クルマ 2019上期・新車販売台数ランキング!最も売れた車はどれ?
(普通車&小型乗用車 編)

一般社団法人 日本自動車販売協会連合会(自販連)は7月1日、2019年上半期(1~6月)の車名別の新車販売台数(軽自動車を除く)を発表した。昨年上期のトップだった日産・ノートを抜き、トップに返り咲いたのはトヨタ・プリウスだ。

2019年07月12日 14:14 掲載

JAFメディアワークス IT Media部 大槻 祐士

2019年上期・新車販売台数は2年連続マイナス

2019年|上半期|新車販売台数|乗用車

一般社団法人 日本自動車販売協会連合会の統計資料より。

 上表を見てみよう。
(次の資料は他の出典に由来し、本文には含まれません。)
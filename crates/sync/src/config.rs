//! Sync client configuration
//!
//! Endpoint addresses and timing knobs. Every field has a serde default so a
//! partial document (or none at all) yields a working configuration.

use crate::error::SyncError;
use serde::{Deserialize, Deserializer, Serialize};
use std::time::Duration;

// ============================================================================
// Constants
// ============================================================================

/// Default gateway host
pub const DEFAULT_GATEWAY_HOST: &str = "127.0.0.1";
/// Default gateway port
pub const DEFAULT_GATEWAY_PORT: u16 = 8000;
/// Default roster endpoint path
pub const DEFAULT_SNAPSHOT_PATH: &str = "/students";
/// Default attendance stream path
pub const DEFAULT_STREAM_PATH: &str = "/ws/attendance";
/// Fixed delay between a close and the next connection attempt (ms)
pub const DEFAULT_RECONNECT_DELAY_MS: u64 = 2000;
/// How long a "recently touched" marker stays up (ms)
pub const DEFAULT_MARKER_WINDOW_MS: u64 = 2000;
/// Roster request timeout (ms)
pub const DEFAULT_REQUEST_TIMEOUT_MS: u64 = 10_000;

// ============================================================================
// Endpoint
// ============================================================================

/// A host/port/path triple for one of the two gateway endpoints
#[derive(Debug, Clone, PartialEq, Eq, Serialize, Deserialize)]
pub struct EndpointConfig {
    #[serde(default = "EndpointConfig::default_host")]
    pub host: String,
    #[serde(default = "EndpointConfig::default_port")]
    pub port: u16,
    pub path: String,
}

impl EndpointConfig {
    fn default_host() -> String {
        DEFAULT_GATEWAY_HOST.to_string()
    }
    fn default_port() -> u16 {
        DEFAULT_GATEWAY_PORT
    }

    pub fn new(host: impl Into<String>, port: u16, path: impl Into<String>) -> Self {
        Self {
            host: host.into(),
            port,
            path: path.into(),
        }
    }

    /// Build `<scheme>://host:port/path`
    pub fn url(&self, scheme: &str) -> String {
        format!("{}://{}:{}{}", scheme, self.host, self.port, self.path)
    }

    fn validate(&self, field: &str) -> Result<(), String> {
        if self.host.trim().is_empty() {
            return Err(format!("{}.host cannot be empty", field));
        }
        if self.port == 0 {
            return Err(format!("{}.port cannot be 0", field));
        }
        if !self.path.starts_with('/') {
            return Err(format!("{}.path must start with '/' (got '{}')", field, self.path));
        }
        Ok(())
    }
}

// Endpoint as written in a config document; missing fields come from the
// endpoint's own defaults, which differ only in `path`.
#[derive(Deserialize)]
struct EndpointFields {
    host: Option<String>,
    port: Option<u16>,
    path: Option<String>,
}

impl EndpointFields {
    fn over(self, base: EndpointConfig) -> EndpointConfig {
        EndpointConfig {
            host: self.host.unwrap_or(base.host),
            port: self.port.unwrap_or(base.port),
            path: self.path.unwrap_or(base.path),
        }
    }
}

// ============================================================================
// Sync Config
// ============================================================================

#[derive(Debug, Clone, PartialEq, Eq, Serialize, Deserialize)]
pub struct SyncConfig {
    /// Roster (snapshot) endpoint, fetched over HTTP
    #[serde(
        default = "SyncConfig::default_snapshot",
        deserialize_with = "SyncConfig::snapshot_endpoint"
    )]
    pub snapshot: EndpointConfig,
    /// Attendance event stream, consumed over WebSocket
    #[serde(
        default = "SyncConfig::default_stream",
        deserialize_with = "SyncConfig::stream_endpoint"
    )]
    pub stream: EndpointConfig,
    #[serde(default = "SyncConfig::default_reconnect_delay_ms")]
    pub reconnect_delay_ms: u64,
    #[serde(default = "SyncConfig::default_marker_window_ms")]
    pub marker_window_ms: u64,
    #[serde(default = "SyncConfig::default_request_timeout_ms")]
    pub request_timeout_ms: u64,
}

impl SyncConfig {
    fn default_snapshot() -> EndpointConfig {
        EndpointConfig::new(DEFAULT_GATEWAY_HOST, DEFAULT_GATEWAY_PORT, DEFAULT_SNAPSHOT_PATH)
    }
    fn default_stream() -> EndpointConfig {
        EndpointConfig::new(DEFAULT_GATEWAY_HOST, DEFAULT_GATEWAY_PORT, DEFAULT_STREAM_PATH)
    }
    fn default_reconnect_delay_ms() -> u64 {
        DEFAULT_RECONNECT_DELAY_MS
    }
    fn default_marker_window_ms() -> u64 {
        DEFAULT_MARKER_WINDOW_MS
    }
    fn default_request_timeout_ms() -> u64 {
        DEFAULT_REQUEST_TIMEOUT_MS
    }

    fn snapshot_endpoint<'de, D: Deserializer<'de>>(d: D) -> Result<EndpointConfig, D::Error> {
        Ok(EndpointFields::deserialize(d)?.over(Self::default_snapshot()))
    }
    fn stream_endpoint<'de, D: Deserializer<'de>>(d: D) -> Result<EndpointConfig, D::Error> {
        Ok(EndpointFields::deserialize(d)?.over(Self::default_stream()))
    }

    /// Move both endpoints to another gateway host and/or port, keeping their paths.
    pub fn override_gateway(&mut self, host: Option<String>, port: Option<u16>) {
        if let Some(host) = host {
            self.snapshot.host = host.clone();
            self.stream.host = host;
        }
        if let Some(port) = port {
            self.snapshot.port = port;
            self.stream.port = port;
        }
    }

    pub fn snapshot_url(&self) -> String {
        self.snapshot.url("http")
    }

    pub fn stream_url(&self) -> String {
        self.stream.url("ws")
    }

    pub fn reconnect_delay(&self) -> Duration {
        Duration::from_millis(self.reconnect_delay_ms)
    }

    pub fn marker_window(&self) -> Duration {
        Duration::from_millis(self.marker_window_ms)
    }

    pub fn request_timeout(&self) -> Duration {
        Duration::from_millis(self.request_timeout_ms)
    }

    pub fn validate(&self) -> Result<(), SyncError> {
        let invalid = SyncError::Config;

        self.snapshot.validate("snapshot").map_err(invalid)?;
        self.stream.validate("stream").map_err(invalid)?;
        if self.reconnect_delay_ms == 0 {
            return Err(invalid("reconnect_delay_ms must be positive".to_string()));
        }
        if self.marker_window_ms == 0 {
            return Err(invalid("marker_window_ms must be positive".to_string()));
        }
        if self.request_timeout_ms == 0 {
            return Err(invalid("request_timeout_ms must be positive".to_string()));
        }
        Ok(())
    }
}

impl Default for SyncConfig {
    fn default() -> Self {
        Self {
            snapshot: Self::default_snapshot(),
            stream: Self::default_stream(),
            reconnect_delay_ms: DEFAULT_RECONNECT_DELAY_MS,
            marker_window_ms: DEFAULT_MARKER_WINDOW_MS,
            request_timeout_ms: DEFAULT_REQUEST_TIMEOUT_MS,
        }
    }
}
2019年上期(1~6月)の新車販売台数(軽自動車を除く)は、普通乗用車と小型乗用車の合計が149万6302台(前年比99.6%)で、昨年と比べると僅かだが減少してしまった。販売台数減少は2017年から2年連続である。

 その背景には、小型乗用車の減少がみてとれる。普通乗用車の新車販売台数は、83万5224台(前年比102.5%)と増加しているのに対し、小型乗用車は66万1078台(前年比96.2%)と減少しているのだ。

 小型乗用車の販売が不調だったのは、近年躍進を見せる軽自動車が1つの要因であるといえよう。事実、昨年1~12月の新車販売台数総合トップ5は乗用車トップだった日産・ノートを抑え、全てトールワゴンタイプの軽自動車だった。軽自動車でありながら広い視野と空間を持つこと、税金が安いことなどを魅力的に感じるユーザーが多いのだろう。

2019年上期・メーカー別新車販売台数ランキング

2019年|上半期|新車販売台数|乗用車|メーカー別

一般社団法人 日本自動車販売協会連合会の統計資料より。

 次にメーカー別の新車販売台数でを見てみよう。1位はトヨタで80万953台(前年比104.4%)と前年より販売台数を伸ばしたことがわかる。2位の日産が20万5282台(前年比89.3%)であるので、その差は実に60万台以上と2位以下を大きく引き離した。3位のホンダ(前年比103.2%)や4位のスズキ(前年比101.9%)もプラスとなっている。

 一方、不祥事や不正問題で揺れた2位・日産(前年比89.3%)、6位・SUBARU(前年比92.9%)。今秋から来春に主力車種の新モデル投入を控えている4位・マツダ(前年比86.2%)の3社が販売台数を大きく落としていることがわかる。
 
 また、順位は変わらないが8位・ダイハツは、2万4046台(前年比134.6%)を販売。軽自動車で培ったパッケージング技術を小型乗用車に落とし込み、コンパクトながらもゆとりある空間を実現したトールとムーブが前年比130%以上と販売台数を上積みした。

車名別新車販売台数ランキング

2019年|上半期|新車販売台数|乗用車|車名別

一般社団法人 日本自動車販売協会連合会の統計資料より。

 次に車名別の新車販売台数をランキングで見てみよう。1位は、トヨタ・プリウスで販売台数は7万277台(前年比109.8%)と増加した。昨年12月のマイナーチェンジにおいて、不評だったフロントマスクを大幅に刷新したことが功を奏したようだ。

 昨年1位の日産・ノートは2位へと転落。販売台数も6万8543台(前年比93.4%)と減少している。3位は、トヨタ・アクアで6万349台(前年比91.2%)と、こちらも減少していることがわかる。

 トップ3の顔ぶれを見ると、順位の入れ替わりはあるものの大きな変化はない。特に1位・プリウスと2位・ノートの販売台数は約1700台しか変わらず僅差である。また、3位・アクアは7月1日にマイナーチェンジしたばかり、新たに特別仕様車「S"ビジネスパッケージ"」を設定してビジネスユースのユーザー獲得で下期に巻き返しを図る。1位のままプリウスが逃げ切るのか、それとも他車の追い上げがあるのか、下期の新車販売台数にも注目したい。